To answer this question we need to look at the party who have the majority here and that’s the Scottish National Party. Since 2007 the SNP have become increasingly popular. In 2015 there were 112,208 memberships and this number has no doubt grown larger over the past year, but what is it that sparked this surge in support?
Apart from the ‘betrayal’ many speak about when it comes to the Labour party we can’t deny that the vote for Scottish independence helped to sway many. It’s the SNP who rally hard for Scottish independence and with this being a heavy part of their campaign, it’s easy to see why so many stand behind them and against Labour. Yet both parties seem to have a very similar agenda. Looking at just a few surface ideals, both parties are looking to raise minimum wage and both are very much against the cutting of disability and employment allowance. As well as this we must also look at the disappointing result in the EU vote; both Sturgeon and Corbyn were strongly against the Brexit campaign and now both must deal with the result as best as they can.
But why chose Corbyn over Sturgeon? David McGinley, a second year Law student, says “I think he’s (Corbyn) is important because he’s offering an actual alternative to austerity now, while the SNP seem to just refuse to use any tax powers and act like independence is the sole solution to problems.” As mentioned previously the SNP are very much in favour of Scottish independence and whilst it would be nice to see an independent Scotland, we also need to realise that it wont be the cure of all problems currently being dealt with.
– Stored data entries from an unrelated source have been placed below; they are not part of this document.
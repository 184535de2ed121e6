//! Tree and network data structures

mod edge;
mod net;
mod steiner_tree;

use std::fmt::Debug;
use std::hash::Hash;

pub use edge::{Arc, Edge};
pub use net::Net;
pub use steiner_tree::{Position, SteinerTree};

/// Identifier of a network node
///
/// Any totally ordered, hashable symbol qualifies: strings, characters and
/// integers are all used in practice.
pub trait NodeId: Clone + Ord + Hash + Debug + Send + Sync {}

impl<T: Clone + Ord + Hash + Debug + Send + Sync> NodeId for T {}
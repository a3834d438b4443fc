//! DuckSearch UCI Chess Engine

use duck_search::uci::UCI;
use tracing_subscriber::EnvFilter;

fn main() {
    tracing_subscriber::fmt()
        .with_env_filter(EnvFilter::from_default_env())
        .with_writer(std::io::stderr)
        .init();

    println!("DuckSearch v0.1.0 - UCI Chess Engine");
    println!("Type 'uci' to start UCI mode, 'd' to display board, 'quit' to exit");

    let mut uci = UCI::new();
    uci.run();
}
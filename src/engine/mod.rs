//! Chess engine components
//!
//! This module contains the core engine functionality:
//! - Static evaluation
//! - Negamax search with alpha-beta pruning and iterative deepening
//! - Transposition table
//! - Placeholder opening book

pub mod book;
pub mod eval;
pub mod search;
pub mod tt;

pub use book::OpeningBook;
pub use eval::{evaluate, evaluate_absolute};
pub use search::{MATE_SCORE, SearchConfig, SearchLimits, SearchResult, SearchStats, Searcher};
pub use tt::{TTEntry, TTFlag, TranspositionTable};
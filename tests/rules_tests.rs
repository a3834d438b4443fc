//! Rules Adapter Tests
//!
//! Make/unmake, side-to-move switching and perft through the `Rules` trait.

use duck_search::rules::{perft, Board, Rules, UndoGuard};
use duck_search::RulesError;
use shakmaty::{Color, Role, Square};

const KIWIPETE: &str = "r3k2r/p1ppqpb1/bn2pnp1/3PN3/1p2P3/2N2Q1p/PPPBBPPP/R3K2R w KQkq - 0 1";

// ============================================================================
// Perft
// ============================================================================

#[test]
fn test_perft_startpos_depth_1() {
    assert_eq!(perft(&mut Board::startpos(), 1).unwrap(), 20);
}

#[test]
fn test_perft_startpos_depth_2() {
    assert_eq!(perft(&mut Board::startpos(), 2).unwrap(), 400);
}

#[test]
fn test_perft_startpos_depth_3() {
    let mut board = Board::startpos();
    assert_eq!(perft(&mut board, 3).unwrap(), 8902);
    assert_eq!(board.history_len(), 0);
}

#[test]
fn test_perft_kiwipete_depth_2() {
    let mut board = Board::from_fen(KIWIPETE).unwrap();
    assert_eq!(perft(&mut board, 2).unwrap(), 2039);
    assert_eq!(board.fen(), KIWIPETE);
}

// ============================================================================
// FEN
// ============================================================================

#[test]
fn test_fen_round_trips() {
    let fens = [
        "rnbqkbnr/pppppppp/8/8/8/8/PPPPPPPP/RNBQKBNR w KQkq - 0 1",
        KIWIPETE,
        "rnbqkbnr/ppp1pppp/8/3pP3/8/8/PPPP1PPP/RNBQKBNR w KQkq d6 0 3",
        "rnbqkbnr/pppppppp/8/8/8/8/PPPPPPPP/RNBQKBNR w Kq - 0 1",
        "8/8/8/8/8/8/8/K6k b - - 12 57",
    ];
    for fen in fens {
        assert_eq!(board_fen(fen), fen);
    }
    assert_eq!(Board::startpos().fen(), fens[0]);
}

fn board_fen(fen: &str) -> String {
    Board::from_fen(fen).unwrap().fen()
}

// ============================================================================
// Make / unmake
// ============================================================================

#[test]
fn test_apply_undo_restores_fen() {
    let mut board = Board::startpos();
    let before = board.fen();
    let mv = board.parse_uci("e2e4").unwrap();
    board.apply(&mv).unwrap();
    assert_eq!(
        board.fen(),
        "rnbqkbnr/pppppppp/8/8/4P3/8/PPPP1PPP/RNBQKBNR b KQkq - 0 1"
    );
    board.undo().unwrap();
    assert_eq!(board.fen(), before);
}

#[test]
fn test_undo_on_empty_stack() {
    let mut board = Board::startpos();
    assert_eq!(board.undo(), Err(RulesError::NothingToUndo));
}

#[test]
fn test_illegal_move_is_rejected() {
    let mut board = Board::startpos();
    let mv = board.parse_uci("e2e4").unwrap();
    board.apply(&mv).unwrap();
    // White's move again, now with Black to move.
    assert!(matches!(board.apply(&mv), Err(RulesError::IllegalMove(_))));
    assert_eq!(board.history_len(), 1);
}

#[test]
fn test_parse_uci_errors() {
    let board = Board::startpos();
    assert!(matches!(board.parse_uci("zz"), Err(RulesError::InvalidUci(_))));
    assert!(matches!(board.parse_uci("e2e5"), Err(RulesError::IllegalMove(_))));
}

#[test]
fn test_invalid_fen() {
    assert!(matches!(Board::from_fen("not a fen"), Err(RulesError::InvalidFen(_))));
}

#[test]
fn test_guard_undoes_on_drop() {
    let mut board = Board::startpos();
    let mv = board.parse_uci("g1f3").unwrap();
    {
        let child = UndoGuard::apply(&mut board, &mv).unwrap();
        assert_eq!(child.turn(), Color::Black);
    }
    assert_eq!(board.turn(), Color::White);
    assert_eq!(board.history_len(), 0);
}

#[test]
fn test_guard_undoes_on_early_return() {
    fn fails_inside(board: &mut Board) -> Result<(), RulesError> {
        let mv = board.parse_uci("e2e4").unwrap();
        let mut child = UndoGuard::apply(board, &mv)?;
        child.undo()?;
        child.undo()?;
        Ok(())
    }

    let mut board = Board::startpos();
    let before = board.fen();
    assert_eq!(fails_inside(&mut board), Err(RulesError::NothingToUndo));
    assert_eq!(board.fen(), before);
}

// ============================================================================
// Side to move
// ============================================================================

#[test]
fn test_set_turn_is_undoable_and_restores_en_passant() {
    let fen = "rnbqkbnr/ppp1pppp/8/3pP3/8/8/PPPP1PPP/RNBQKBNR w KQkq d6 0 3";
    let mut board = Board::from_fen(fen).unwrap();
    board.set_turn(Color::Black).unwrap();
    assert_eq!(board.turn(), Color::Black);
    board.undo().unwrap();
    assert_eq!(board.fen(), fen);
}

#[test]
fn test_set_turn_refused_when_in_check() {
    let mut board = Board::from_fen("4k3/8/8/8/8/8/8/r3K3 w - - 0 1").unwrap();
    assert!(matches!(
        board.set_turn(Color::Black),
        Err(RulesError::InvalidTurnToggle(_))
    ));
    assert_eq!(board.history_len(), 0);
}

// ============================================================================
// Queries
// ============================================================================

#[test]
fn test_queries() {
    let board = Board::startpos();
    assert_eq!(board.king_square(Color::White), Some(Square::E1));
    assert_eq!(board.king_square(Color::Black), Some(Square::E8));
    let piece = board.piece_at(Square::D8).unwrap();
    assert_eq!(piece.role, Role::Queen);
    assert_eq!(piece.color, Color::Black);
    assert!(board.piece_at(Square::E4).is_none());
    // f3 is covered by the g1 knight and the e2 and g2 pawns.
    assert_eq!(board.attackers(Color::White, Square::F3).count(), 3);
    assert_eq!(board.fullmove_number(), 1);
}

#[test]
fn test_terminal_predicates() {
    let mate = Board::from_fen("rnb1kbnr/pppp1ppp/8/4p3/6Pq/5P2/PPPPP2P/RNBQKBNR w KQkq - 1 3")
        .unwrap();
    assert!(mate.is_checkmate());
    assert!(mate.is_game_over());

    let stalemate = Board::from_fen("7k/5Q2/6K1/8/8/8/8/8 b - - 0 1").unwrap();
    assert!(stalemate.is_stalemate());
    assert!(!stalemate.is_checkmate());

    let bare = Board::from_fen("4k3/8/8/8/8/8/8/4K3 w - - 0 1").unwrap();
    assert!(bare.is_insufficient_material());
}

#[test]
fn test_zobrist_follows_position() {
    let mut board = Board::startpos();
    let start = board.zobrist();
    let mv = board.parse_uci("e2e4").unwrap();
    board.apply(&mv).unwrap();
    assert_ne!(board.zobrist(), start);
    board.undo().unwrap();
    assert_eq!(board.zobrist(), start);
}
In terms of austerity it’s no lie that Corbyn has repeatedly spoken about being against the cuts for the NHS and his plan to increase the taxation on the rich should he become Prime Minister.
We also can’t deny that while the SNP are a good party and they have Scotland at the heart of their manifesto, they can’t help rid the UK of a Tory government. Jeremy Corbyn remains the leader of the party that are able to campaign and rid Downing Street of the Conservatives. We only need to look at the London mayoral elections to see that the support for the Labour party is growing and support for the Conservative party is decreasing. This goes to show that Scotland potentially have so much power in helping with taking down a Party who has, in my opinion, little care for their country.
Finally, as someone who has only recently moved to Scotland, I understand wholeheartedly that my opinion on the matter may lack some experience and understanding. However, though I am behind an independent Scotland in the future, I can’t help but ask: Is this what is best in our present situation? As it stands would Scotland be better off an independent country or is independence a dream that’s being pushed forward because currently things are bleak and there is a want for celebration and patriotism? I believe that Corbyn’s Labour is well suited for this country and that maybe we should look past the mistakes of the Labour party, in their betrayal, and look at the good its new leader has done.